Воздействует на мышление ритм физической жизни и только ритм, даже если характер физических движений не будет иметь никакого отношения к роли, но в момент «умственного действия» актер будет просто двигаться (ходить) в соответствующем ритме, это заставит мышление работать в том же ритме. Именно возбуждением мышления, разворачиванием внутренней речи мы и занимаемся в тренинге. Очень важны для тренировки подлинного возбуждения мышления длительность выполнения упражнения, сознательное, волевое удерживание речи, а значит, мышления, около темы.
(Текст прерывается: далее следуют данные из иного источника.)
impl Emulator {
    /// A freshly initialized machine with no program loaded.
    pub fn new() -> Self {
        let mut emu = Emulator {
            PC: ADDR_START as u16,
            memory: [0u8; MEM_SIZE],
            V: [0u8; 16],
            I: 0,
            stack: [0u16; STACK_SIZE],
            SP: 0,
            DT: 0,
            ST: 0,
            display: Display::default(),
            redraw: false,
            keypad: Keypad::default(),
            state: State::Running,
            quirks: Quirks::default(),
            rng: BufferedRng::new(WyRand::new()),
        };
        emu.initialize();
        emu
    }

    /// Use a fixed seed for CXNN, making runs reproducible.
    pub fn with_seed(mut self, seed: u64) -> Self {
        self.rng = BufferedRng::new(WyRand::new_seed(seed));
        self
    }

    pub fn with_quirks(mut self, quirks: Quirks) -> Self {
        self.quirks = quirks;
        self
    }

    /// Build an emulator and load a rom from any reader.
    pub fn load_rom<T>(rom: T) -> Result<Self, Error>
    where
        T: Read,
    {
        // read one byte past the limit so oversized roms are detected
        let mut program = Vec::with_capacity(MAX_ROM_SIZE);
        rom.take(MAX_ROM_SIZE as u64 + 1)
            .read_to_end(&mut program)?;

        let mut emu = Emulator::new();
        emu.load_program(&program)?;
        Ok(emu)
    }

    /// Put the machine back in its power-on state.
    ///
    /// Memory, registers, stack, timers, display and keys are zeroed, the
    /// font is written at `FONT_START` and PC points to `ADDR_START`.
    /// Quirks and the random source are kept.
    pub fn initialize(&mut self) {
        self.PC = ADDR_START as u16;
        self.memory = [0u8; MEM_SIZE];
        self.V = [0u8; 16];
        self.I = 0;
        self.stack = [0u16; STACK_SIZE];
        self.SP = 0;
        self.DT = 0;
        self.ST = 0;
        self.display.clear();
        self.redraw = false;
        self.keypad.release_all();
        self.state = State::Running;

        let font_area = &mut self.memory[FONT_START..FONT_START + FONT_DATA.len()];
        font_area.copy_from_slice(&FONT_DATA[..]);

        debug!("emulator initialized");
    }

    /// Copy a program image into memory at `ADDR_START`.
    ///
    /// Oversized programs are rejected and memory is left untouched.
    pub fn load_program(&mut self, program: &[u8]) -> Result<(), Error> {
        if program.len() > MAX_ROM_SIZE {
            return Err(Error::ProgramTooLarge {
                size: program.len(),
                max: MAX_ROM_SIZE,
            });
        }

        self.memory[ADDR_START..ADDR_START + program.len()].copy_from_slice(program);
        debug!("loaded {} byte program at {:#05X}", program.len(), ADDR_START);
        Ok(())
    }

    /// Replace the state of all 16 keys; meant to be called before each step.
    pub fn set_keys(&mut self, keys: [bool; KEY_COUNT]) {
        self.keypad.set_all(keys);
    }

    pub fn set_key(&mut self, key: u8, state: bool) {
        self.keypad.set_key(key, state);
    }

    pub fn keypad(&self) -> &Keypad {
        &self.keypad
    }

    pub fn display(&self) -> &Display {
        &self.display
    }

    /// Whether the display changed since the renderer last cleared the flag.
    pub fn needs_redraw(&self) -> bool {
        self.redraw
    }

    pub fn clear_redraw(&mut self) {
        self.redraw = false;
    }

    /// Hand out the pending frame, if any, clearing the redraw flag.
    pub fn take_frame(&mut self) -> Option<&Display> {
        if self.redraw {
            self.redraw = false;
            Some(&self.display)
        } else {
            None
        }
    }

    pub fn pc(&self) -> u16 {
        self.PC
    }

    pub fn i(&self) -> u16 {
        self.I
    }

    pub fn v(&self, register: usize) -> u8 {
        self.V[register & 0xF]
    }

    pub fn registers(&self) -> &[u8; 16] {
        &self.V
    }

    pub fn sp(&self) -> usize {
        self.SP
    }

    pub fn delay_timer(&self) -> u8 {
        self.DT
    }

    pub fn sound_timer(&self) -> u8 {
        self.ST
    }

    /// Whether a tone should be playing right now.
    pub fn sound_active(&self) -> bool {
        self.ST > 0
    }

    pub fn memory(&self) -> &[u8] {
        &self.memory
    }

    pub fn state(&self) -> State {
        self.state
    }

    pub fn is_awaiting_key(&self) -> bool {
        matches!(self.state, State::AwaitingKey { .. })
    }

    pub fn is_halted(&self) -> bool {
        self.state == State::Halted
    }

    /// Run a single fetch-decode-execute cycle, then update the timers.
    ///
    /// Any error halts the engine; further calls return `Error::Halted`.
    pub fn step(&mut self) -> Result<(), Error> {
        let result = match self.state {
            State::Halted => return Err(Error::Halted),
            State::AwaitingKey { register } => {
                self.poll_key(register);
                Ok(())
            }
            State::Running => self.fetch().and_then(|opcode| self.execute(opcode)),
        };

        match result {
            Ok(()) => {
                if self.state == State::Running || self.quirks.timers_while_waiting {
                    self.decrease_timers();
                }
                Ok(())
            }
            Err(err) => {
                error!("emulator halted: {}", err);
                self.state = State::Halted;
                Err(err)
            }
        }
    }

    fn decrease_timers(&mut self) {
        self.ST = self.ST.saturating_sub(1);
        self.DT = self.DT.saturating_sub(1);
    }

    /// Read the big-endian opcode at PC.
    fn fetch(&self) -> Result<u16, Error> {
        let pc = self.PC as usize;
        if pc + 1 >= MEM_SIZE {
            return Err(Error::OutOfBoundsFetch { pc: self.PC });
        }

        Ok(u16::from_be_bytes([self.memory[pc], self.memory[pc + 1]]))
    }

    /// Bounds-checked range of `len` bytes starting at `start`.
    ///
    /// An empty range touches no memory, so any `start` is accepted.
    fn mem_range(&self, start: usize, len: usize) -> Result<std::ops::Range<usize>, Error> {
        if len == 0 {
            return Ok(0..0);
        }
        if start + len > MEM_SIZE {
            return Err(Error::MemoryOutOfBounds {
                address: start + len - 1,
                pc: self.PC,
            });
        }
        Ok(start..start + len)
    }

    #[inline(always)]
    fn next(&mut self) {
        self.PC += 2;
    }

    #[inline(always)]
    fn skip_if(&mut self, condition: bool) {
        self.PC += if condition { 4 } else { 2 };
    }

    fn poll_key(&mut self, register: usize) {
        if let Some(key) = self.keypad.first_pressed() {
            self.V[register] = key;
            self.next();
            if self.state != State::Running {
                debug!("key {:X} pressed, resuming", key);
                self.state = State::Running;
            }
        } else if self.state == State::Running {
            debug!("waiting for key press into V{:X}", register);
            self.state = State::AwaitingKey { register };
        }
    }

    fn execute(&mut self, opcode: u16) -> Result<(), Error> {
        let instruction = Instruction::decode(opcode).ok_or(Error::UnsupportedOpcode {
            opcode,
            pc: self.PC,
        })?;
        trace!("{:#05X}: {:04X}  {}", self.PC, opcode, instruction);

        match instruction {
            Instruction::ClearScreen => {
                self.display.clear();
                self.redraw = true;
                self.next();
            }
            Instruction::Return => {
                if self.SP == 0 {
                    return Err(Error::StackUnderflow { pc: self.PC });
                }
                self.SP -= 1;
                self.PC = self.stack[self.SP];
                self.next();
            }
            Instruction::Jump { addr } => {
                self.PC = addr;
            }
            Instruction::Call { addr } => {
                if self.SP == STACK_SIZE {
                    return Err(Error::StackOverflow { pc: self.PC });
                }
                self.stack[self.SP] = self.PC;
                self.SP += 1;
                self.PC = addr;
            }
            Instruction::SkipEqualByte { x, nn } => self.skip_if(self.V[x] == nn),
            Instruction::SkipNotEqualByte { x, nn } => self.skip_if(self.V[x] != nn),
            Instruction::SkipEqualRegister { x, y } => self.skip_if(self.V[x] == self.V[y]),
            Instruction::LoadByte { x, nn } => {
                self.V[x] = nn;
                self.next();
            }
            // no carry flag here
            Instruction::AddByte { x, nn } => {
                self.V[x] = self.V[x].wrapping_add(nn);
                self.next();
            }
            Instruction::Move { x, y } => {
                self.V[x] = self.V[y];
                self.next();
            }
            Instruction::Or { x, y } => {
                self.V[x] |= self.V[y];
                self.next();
            }
            Instruction::And { x, y } => {
                self.V[x] &= self.V[y];
                self.next();
            }
            Instruction::Xor { x, y } => {
                self.V[x] ^= self.V[y];
                self.next();
            }
            // for the flag operations the result is written after VF, so
            // when X is F the result wins
            Instruction::AddRegister { x, y } => {
                let (result, carry) = self.V[x].overflowing_add(self.V[y]);
                self.V[0xF] = carry as u8;
                self.V[x] = result;
                self.next();
            }
            Instruction::SubRegister { x, y } => {
                let (vx, vy) = (self.V[x], self.V[y]);
                self.V[0xF] = (vx > vy) as u8;
                self.V[x] = vx.wrapping_sub(vy);
                self.next();
            }
            Instruction::ShiftRight { x, .. } => {
                let vx = self.V[x];
                self.V[0xF] = vx & 0x1;
                self.V[x] = vx >> 1;
                self.next();
            }
            Instruction::SubReverse { x, y } => {
                let (vx, vy) = (self.V[x], self.V[y]);
                self.V[0xF] = (vx <= vy) as u8;
                self.V[x] = vy.wrapping_sub(vx);
                self.next();
            }
            Instruction::ShiftLeft { x, .. } => {
                let vx = self.V[x];
                self.V[0xF] = if self.quirks.normalize_shift_flag {
                    vx >> 7
                } else {
                    vx & 0x80
                };
                self.V[x] = vx << 1;
                self.next();
            }
            Instruction::SkipNotEqualRegister { x, y } => self.skip_if(self.V[x] != self.V[y]),
            Instruction::LoadIndex { addr } => {
                self.I = addr;
                self.next();
            }
            // an out of range target is caught by the next fetch
            Instruction::JumpOffset { addr } => {
                self.PC = addr + self.V[0x0] as u16;
            }
            Instruction::Random { x, nn } => {
                let mut n = [0u8; 1];
                self.rng.fill(&mut n);
                self.V[x] = n[0] & nn;
                self.next();
            }
            Instruction::Draw { x, y, n } => {
                let (px, py) = (self.V[x] as usize, self.V[y] as usize);
                let rows = self.mem_range(self.I as usize, n as usize)?;

                self.V[0xF] = 0;
                let collision = self.display.draw_sprite(px, py, &self.memory[rows]);
                self.V[0xF] = collision as u8;
                self.redraw = true;
                self.next();
            }
            Instruction::SkipKeyPressed { x } => self.skip_if(self.keypad.is_pressed(self.V[x])),
            Instruction::SkipKeyNotPressed { x } => {
                self.skip_if(!self.keypad.is_pressed(self.V[x]))
            }
            Instruction::LoadDelay { x } => {
                self.V[x] = self.DT;
                self.next();
            }
            Instruction::WaitKey { x } => self.poll_key(x),
            Instruction::SetDelay { x } => {
                self.DT = self.V[x];
                self.next();
            }
            Instruction::SetSound { x } => {
                self.ST = self.V[x];
                self.next();
            }
            Instruction::AddIndex { x } => {
                self.I = self.I.wrapping_add(self.V[x] as u16);
                self.next();
            }
            Instruction::LoadFont { x } => {
                self.I = FONT_START as u16 + self.V[x] as u16 * FONT_GLYPH_SIZE;
                self.next();
            }
            Instruction::StoreBcd { x } => {
                let range = self.mem_range(self.I as usize, 3)?;
                let value = self.V[x];
                self.memory[range].copy_from_slice(&[value / 100, value / 10 % 10, value % 10]);
                self.next();
            }
            // at the end, I will point to the byte after the last one copied
            Instruction::StoreRegisters { x } => {
                let range = self.mem_range(self.I as usize, x + 1)?;
                self.memory[range].copy_from_slice(&self.V[0..=x]);
                self.I = self.I.wrapping_add(x as u16 + 1);
                self.next();
            }
            Instruction::LoadRegisters { x } => {
                let range = self.mem_range(self.I as usize, x + 1)?;
                self.V[0..=x].copy_from_slice(&self.memory[range]);
                self.I = self.I.wrapping_add(x as u16 + 1);
                self.next();
            }
        }

        Ok(())
    }
}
   Более того, экспериментальные исследования показали, что именно внутренняя речь руководит физическими действиями и наоборот быть не может: поражение лобных долей мозга приводит к нарушению той формы организованного с помощью собственной внутренней или внешней речи действия, которое складывается у ребенка уже к трем-четырем годам. Такого больного просят выполнить простое физическое действие – показать кулак в ответ на показанный ему кулак, он это выполняет. Но потом его просят показать палец в ответ на показанный кулак. Он верно проговаривает задание, но все-таки показывает кулак, а не палец, т. е. не может подчинить свое действие словесной инструкции, вступающей в конфликт с наглядным образцом. Он говорит: «Теперь надо показать палец», однако показывает кулак, имитируя движение экспериментатора.
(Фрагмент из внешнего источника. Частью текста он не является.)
/// Behaviour switches for the places where interpreters disagree.
///
/// The defaults reproduce the classic behaviour this engine was written
/// against, quirks included.
#[derive(Debug, Clone, Copy, PartialEq, Eq)]
pub struct Quirks {
    /// 8XYE normally leaves the raw masked MSB (`0x00` or `0x80`) in VF.
    /// When set, VF gets `0` or `1` instead, like the other flag opcodes.
    pub normalize_shift_flag: bool,

    /// Keep decrementing the timers while FX0A is waiting for a key.
    pub timers_while_waiting: bool,
}

impl Default for Quirks {
    fn default() -> Self {
        Quirks {
            normalize_shift_flag: false,
            timers_while_waiting: true,
        }
    }
}
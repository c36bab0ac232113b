use anyhow::Context;
use log::info;

use rc8_engine::{Display, Emulator, KEY_COUNT};

/// How the headless driver runs a program
pub struct RunOptions {
    /// number of engine steps to execute
    pub steps: usize,

    /// keys held down for the whole run
    pub held: [bool; KEY_COUNT],
}

/// What a finished run looked like
#[derive(Debug)]
pub struct Summary {
    pub steps: usize,
    pub frames: usize,
    pub last_frame: Option<Display>,
}

/// Main driver loop, with no window attached.
///
/// Every step pushes the key state, advances the engine, and takes the frame
/// whenever the engine flags a redraw.
pub fn run(emu: &mut Emulator, options: &RunOptions) -> Result<Summary, anyhow::Error> {
    let mut summary = Summary {
        steps: 0,
        frames: 0,
        last_frame: None,
    };

    for step in 0..options.steps {
        emu.set_keys(options.held);
        emu.step()
            .with_context(|| format!("emulation stopped after {} steps", step))?;
        summary.steps += 1;

        if let Some(frame) = emu.take_frame() {
            summary.frames += 1;
            summary.last_frame = Some(frame.clone());
        }
    }

    info!(
        "ran {} steps, {} frames, PC at {:#05X}",
        summary.steps,
        summary.frames,
        emu.pc()
    );
    Ok(summary)
}

/// Draw a frame as text, `#` for lit pixels and `.` for dark ones
pub fn render(frame: &Display) -> String {
    let mut out = String::with_capacity(frame.pixels().len() + frame.iter_rows().count());
    for row in frame.iter_rows() {
        out.extend(row.iter().map(|&pixel| if pixel == 1 { '#' } else { '.' }));
        out.push('\n');
    }
    out
}
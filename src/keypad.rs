pub const KEY_COUNT: usize = 16;

/// Key-down status of the 16 chip-8 keys, indexed by key code.
///
/// Written by whoever drives the emulator, once per step; the engine only reads it.
#[derive(Debug, Default, Clone, Copy, PartialEq, Eq)]
pub struct Keypad {
    keys: [bool; KEY_COUNT],
}

impl Keypad {
    /// Replace the state of all keys at once.
    pub fn set_all(&mut self, keys: [bool; KEY_COUNT]) {
        self.keys = keys;
    }

    pub fn set_key(&mut self, key: u8, state: bool) {
        self.keys[(key & 0xF) as usize] = state;
    }

    /// Only the low nibble of `key` is considered.
    pub fn is_pressed(&self, key: u8) -> bool {
        self.keys[(key & 0xF) as usize]
    }

    /// The lowest-numbered key currently held down.
    pub fn first_pressed(&self) -> Option<u8> {
        self.keys.iter().position(|&state| state).map(|key| key as u8)
    }

    pub(crate) fn release_all(&mut self) {
        self.keys = [false; KEY_COUNT];
    }
}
   Впрочем, о первичности внутренней речи в жизни известно и так. Предшествующие размышления и примеры приведены для того, чтобы доказать сомнительность с точки зрения психофизиологии эффективности обратного хода – от партитуры (цепочки) физических действий к верному мышлению, внутренней речи, а тем более – к рождению точного авторского текста роли, т. е. внешней речи.
   В доказательство приведем следующий факт: «Передача сигнала на мышцы, их сокращение и обратное поступление сенсорных сигналов в кору потребовало бы не менее 300–500 мс. Это вызвало бы значительное рассогласование по времени между мозговой основой мыслительного процесса и его воспроизведением в субъективной сфере, что сделало бы последовательную внутреннюю речь (курсив мой. – Л. Г.) невозможной, а сами эти переживания ненужными. Именно поэтому механизм обеспечения психических переживаний и для речевых функций должен быть внутримозговым и иметь своей основой единую интегрированную систему связей проекционных и ассоциативных зон коры с речевыми»[31].
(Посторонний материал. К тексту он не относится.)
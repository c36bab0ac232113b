// display size
pub const DISPLAY_WIDTH: usize = 64;
pub const DISPLAY_HEIGHT: usize = 32;

const DISPLAY_SIZE: usize = DISPLAY_WIDTH * DISPLAY_HEIGHT;

/// Monochrome 64x32 frame buffer, one cell per pixel, row-major.
///
/// Cells only ever hold 0 or 1: the engine mutates the buffer exclusively
/// through `clear` and `draw_sprite`.
#[derive(Clone, PartialEq, Eq)]
pub struct Display {
    pixels: [u8; DISPLAY_SIZE],
}

impl Default for Display {
    fn default() -> Self {
        Display {
            pixels: [0u8; DISPLAY_SIZE],
        }
    }
}

impl std::fmt::Debug for Display {
    fn fmt(&self, f: &mut std::fmt::Formatter<'_>) -> std::fmt::Result {
        let lit = self.pixels.iter().filter(|&&p| p == 1).count();
        write!(f, "Display {{ {} pixels on }}", lit)
    }
}

impl Display {
    /// Read-only view of all 2048 cells.
    pub fn pixels(&self) -> &[u8] {
        &self.pixels
    }

    pub fn pixel(&self, x: usize, y: usize) -> bool {
        self.pixels[(y % DISPLAY_HEIGHT) * DISPLAY_WIDTH + (x % DISPLAY_WIDTH)] == 1
    }

    /// Iterate over the buffer one 64-cell row at a time.
    pub fn iter_rows(&self) -> impl Iterator<Item = &[u8]> {
        self.pixels.chunks(DISPLAY_WIDTH)
    }

    pub(crate) fn clear(&mut self) {
        self.pixels.fill(0);
    }

    /// XOR an 8-pixel wide sprite onto the buffer with its top-left corner
    /// at `(x, y)`, wrapping around both edges.
    ///
    /// Returns `true` if any pixel that was on got turned off.
    pub(crate) fn draw_sprite(&mut self, x: usize, y: usize, sprite: &[u8]) -> bool {
        let mut collision = false;

        for (row, line) in sprite.iter().enumerate() {
            for col in 0..8 {
                if line & (0x80 >> col) == 0 {
                    continue;
                }

                let px = (x + col) % DISPLAY_WIDTH;
                let py = (y + row) % DISPLAY_HEIGHT;
                let cell = &mut self.pixels[py * DISPLAY_WIDTH + px];

                if *cell == 1 {
                    collision = true;
                }
                *cell ^= 1;
            }
        }

        collision
    }
}

#[cfg(test)]
mod tests {
    use super::*;

    fn lit(display: &Display) -> Vec<(usize, usize)> {
        let mut on = Vec::new();
        for y in 0..DISPLAY_HEIGHT {
            for x in 0..DISPLAY_WIDTH {
                if display.pixel(x, y) {
                    on.push((x, y));
                }
            }
        }
        on
    }

    #[test]
    fn test_starts_blank() {
        let display = Display::default();
        assert_eq!(display.pixels().len(), 2048);
        assert!(display.pixels().iter().all(|&p| p == 0));
        assert_eq!(display.iter_rows().count(), DISPLAY_HEIGHT);
    }

    #[test]
    fn test_draw_sprite_bits_msb_first() {
        let mut display = Display::default();
        let collision = display.draw_sprite(10, 5, &[0b1000_0001, 0b0100_0000]);

        assert!(!collision);
        assert_eq!(lit(&display), vec![(10, 5), (17, 5), (11, 6)]);
    }

    #[test]
    fn test_draw_sprite_wraps_around() {
        let mut display = Display::default();
        display.draw_sprite(62, 31, &[0xF0, 0x80]);

        // (62,31) (63,31) (0,31) (1,31) then (62,0) on the wrapped row
        assert_eq!(lit(&display), vec![(62, 0), (0, 31), (1, 31), (62, 31), (63, 31)]);
    }

    #[test]
    fn test_draw_sprite_twice_erases_and_collides() {
        let mut display = Display::default();
        let sprite = [0xF0, 0x90, 0xF0];

        assert!(!display.draw_sprite(3, 3, &sprite));
        assert!(display.draw_sprite(3, 3, &sprite));
        assert_eq!(display, Display::default());
    }

    #[test]
    fn test_partial_overlap_collides() {
        let mut display = Display::default();
        display.draw_sprite(0, 0, &[0x01]);

        // only the last pixel of the second sprite overlaps
        assert!(display.draw_sprite(0, 0, &[0xFF]));
        assert!(!display.pixel(7, 0));
        assert!(display.pixel(0, 0));
    }

    #[test]
    fn test_collision_is_kept_across_rows() {
        let mut display = Display::default();
        display.draw_sprite(0, 0, &[0x80]);

        // row 0 collides, rows 1 and 2 land on blank pixels
        assert!(display.draw_sprite(0, 0, &[0x80, 0x80, 0x80]));
        assert!(!display.pixel(0, 0));
        assert!(display.pixel(0, 1));
        assert!(display.pixel(0, 2));
    }

    #[test]
    fn test_clear() {
        let mut display = Display::default();
        display.draw_sprite(0, 0, &[0xFF; 15]);
        display.clear();
        assert_eq!(display, Display::default());
    }
}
   Термин «мысленное действие» не прижился в практике театра и театральной педагогике. Возможно, это произошло все-таки от недоосмысленности понятия с точки зрения теории, возможно и другое: физические действия можно довести до «первичных» атомов – элементов, составляющих самое простое физическое действие, – до физических движений, они зримы, очевидны и не требуют теоретизирования и доказательств, к тому же их легко изменить, сказать «это правильно, так человек может вести себя в данных обстоятельствах, а это неправильно». Мысленное действие состоит из гораздо более сложных и невидимых элементов. Что такое мысленное действие? Психофизиология не дала до сих пор внятного ответа. Может быть, причина «неприживаемости» понятия и инструмента «мысленное действие» именно в этом: в сложности применения без специальных знаний, специальной тренировки этого умения.
   Кстати, по учению упомянутого уже Р. Штайнера, управлять поведением при помощи «воления» (действие – волевой акт) может только человек, достигший совершенства ясновидящего, который освобожден от связей между волением, мышлением и чувствованием[32]. Впрочем, все эти высказывания приводятся здесь не для того, чтобы «отменить» действие как инструмент работы над ролью. Но представляется, что этот умопостигаемый элемент относится более к «разведке умом», к изучению обстоятельств жизни роли и пьесы. Более того, выводя на первое место мышление и речь в регуляции поведения, мы говорим именно о научении действовать в воображаемых (предлагаемых) обстоятельствах.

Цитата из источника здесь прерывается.